> What the task requires:
Only the lines with the string "surface" are needed; return each of them from the entries below.

===== Exercise data =====

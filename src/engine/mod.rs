//! Monophonic synthesis engines.
//!
//! Each engine owns its DSP modules outright and exposes the same control
//! surface through [`Synth`]: note on/off, parameter changes, and one
//! sample per `process()` call. [`Instrument`] wraps the three engines for
//! hosts that pick the engine at runtime.

pub mod clarinet;
pub mod disyn;
pub mod pm;

use std::fmt;
use std::str::FromStr;

use log::warn;
use serde::{Deserialize, Serialize};

use crate::config::EngineConfig;
use crate::error::SynthError;
use crate::params::{ClarinetParam, DisynParam, ParamDescriptor, Parameter, PmParam};

pub use clarinet::ClarinetEngine;
pub use disyn::DisynEngine;
pub use pm::PmEngine;

/// Control surface shared by all engines. None of these calls can fail;
/// out-of-range values are clamped and unknown names are ignored.
pub trait Synth {
    type Param: Parameter;

    fn note_on(&mut self, frequency: f64);

    /// Engines without velocity sensitivity ignore `velocity`.
    fn note_on_with_velocity(&mut self, frequency: f64, _velocity: f64) {
        self.note_on(frequency);
    }

    fn note_off(&mut self);

    fn set_param(&mut self, param: Self::Param, value: f64);

    /// Latest value accepted for `param`.
    fn param(&self, param: Self::Param) -> f64;

    /// Produce one output sample.
    fn process(&mut self) -> f64;

    fn is_playing(&self) -> bool;

    /// Set a parameter by name. Unknown names are logged and ignored.
    fn set_parameter(&mut self, name: &str, value: f64) -> bool {
        match Self::Param::from_name(name) {
            Some(param) => {
                self.set_param(param, value);
                true
            }
            None => {
                warn!("ignoring unknown {} parameter '{name}'", Self::Param::ENGINE);
                false
            }
        }
    }

    /// Fill `out` with consecutive samples.
    fn process_block(&mut self, out: &mut [f32]) {
        for sample in out.iter_mut() {
            *sample = self.process() as f32;
        }
    }
}

/// Lowest note frequency the engines accept.
const MIN_NOTE_FREQUENCY: f64 = 1.0;

/// Clamp a requested note frequency into `[1 Hz, Nyquist]`. Non-finite
/// requests yield `None`.
pub(crate) fn note_frequency(frequency: f64, sample_rate: f64) -> Option<f64> {
    if !frequency.is_finite() {
        warn!("ignoring note with non-finite frequency {frequency}");
        return None;
    }
    Some(frequency.clamp(MIN_NOTE_FREQUENCY, sample_rate * 0.5))
}

/// Which engine an [`Instrument`] runs.
#[derive(Debug, Clone, Copy, PartialEq, Eq, Hash, Serialize, Deserialize)]
#[serde(rename_all = "lowercase")]
pub enum EngineKind {
    Pm,
    Clarinet,
    Disyn,
}

impl EngineKind {
    pub fn as_str(self) -> &'static str {
        match self {
            EngineKind::Pm => "pm",
            EngineKind::Clarinet => "clarinet",
            EngineKind::Disyn => "disyn",
        }
    }
}

impl fmt::Display for EngineKind {
    fn fmt(&self, f: &mut fmt::Formatter<'_>) -> fmt::Result {
        f.write_str(self.as_str())
    }
}

impl FromStr for EngineKind {
    type Err = SynthError;

    fn from_str(s: &str) -> Result<Self, Self::Err> {
        match s.trim().to_ascii_lowercase().as_str() {
            "pm" | "pm-synth" => Ok(EngineKind::Pm),
            "clarinet" => Ok(EngineKind::Clarinet),
            "disyn" => Ok(EngineKind::Disyn),
            _ => Err(SynthError::UnknownEngine { name: s.to_string() }),
        }
    }
}

/// One of the three engines, chosen at runtime.
#[derive(Debug, Clone)]
pub enum Instrument {
    Pm(PmEngine),
    Clarinet(ClarinetEngine),
    Disyn(DisynEngine),
}

impl Instrument {
    pub fn new(kind: EngineKind, config: EngineConfig) -> Self {
        match kind {
            EngineKind::Pm => Instrument::Pm(PmEngine::new(config)),
            EngineKind::Clarinet => Instrument::Clarinet(ClarinetEngine::new(config)),
            EngineKind::Disyn => Instrument::Disyn(DisynEngine::new(config)),
        }
    }

    pub fn kind(&self) -> EngineKind {
        match self {
            Instrument::Pm(_) => EngineKind::Pm,
            Instrument::Clarinet(_) => EngineKind::Clarinet,
            Instrument::Disyn(_) => EngineKind::Disyn,
        }
    }

    pub fn note_on(&mut self, frequency: f64) {
        self.note_on_with_velocity(frequency, 1.0);
    }

    pub fn note_on_with_velocity(&mut self, frequency: f64, velocity: f64) {
        match self {
            Instrument::Pm(e) => e.note_on_with_velocity(frequency, velocity),
            Instrument::Clarinet(e) => e.note_on_with_velocity(frequency, velocity),
            Instrument::Disyn(e) => e.note_on_with_velocity(frequency, velocity),
        }
    }

    pub fn note_off(&mut self) {
        match self {
            Instrument::Pm(e) => e.note_off(),
            Instrument::Clarinet(e) => e.note_off(),
            Instrument::Disyn(e) => e.note_off(),
        }
    }

    /// Set a parameter by name; returns false for names outside the
    /// engine's vocabulary.
    pub fn set_parameter(&mut self, name: &str, value: f64) -> bool {
        match self {
            Instrument::Pm(e) => e.set_parameter(name, value),
            Instrument::Clarinet(e) => e.set_parameter(name, value),
            Instrument::Disyn(e) => e.set_parameter(name, value),
        }
    }

    pub fn parameter(&self, name: &str) -> Option<f64> {
        fn lookup<S: Synth>(engine: &S, name: &str) -> Option<f64> {
            S::Param::from_name(name).map(|p| engine.param(p))
        }
        match self {
            Instrument::Pm(e) => lookup(e, name),
            Instrument::Clarinet(e) => lookup(e, name),
            Instrument::Disyn(e) => lookup(e, name),
        }
    }

    /// Every parameter with its current value, in vocabulary order.
    pub fn parameters(&self) -> Vec<(&'static str, f64)> {
        fn collect<S: Synth>(engine: &S) -> Vec<(&'static str, f64)> {
            S::Param::ALL.iter().map(|&p| (p.name(), engine.param(p))).collect()
        }
        match self {
            Instrument::Pm(e) => collect(e),
            Instrument::Clarinet(e) => collect(e),
            Instrument::Disyn(e) => collect(e),
        }
    }

    pub fn descriptors(&self) -> Vec<ParamDescriptor> {
        match self {
            Instrument::Pm(_) => PmParam::descriptors(),
            Instrument::Clarinet(_) => ClarinetParam::descriptors(),
            Instrument::Disyn(_) => DisynParam::descriptors(),
        }
    }

    #[inline]
    pub fn process(&mut self) -> f64 {
        match self {
            Instrument::Pm(e) => e.process(),
            Instrument::Clarinet(e) => e.process(),
            Instrument::Disyn(e) => e.process(),
        }
    }

    pub fn process_block(&mut self, out: &mut [f32]) {
        match self {
            Instrument::Pm(e) => e.process_block(out),
            Instrument::Clarinet(e) => e.process_block(out),
            Instrument::Disyn(e) => e.process_block(out),
        }
    }

    pub fn is_playing(&self) -> bool {
        match self {
            Instrument::Pm(e) => e.is_playing(),
            Instrument::Clarinet(e) => e.is_playing(),
            Instrument::Disyn(e) => e.is_playing(),
        }
    }
}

=====

> Exercise answer:
//! surface through [`Synth`]: note on/off, parameter changes, and one
/// Control surface shared by all engines. None of these calls can fail;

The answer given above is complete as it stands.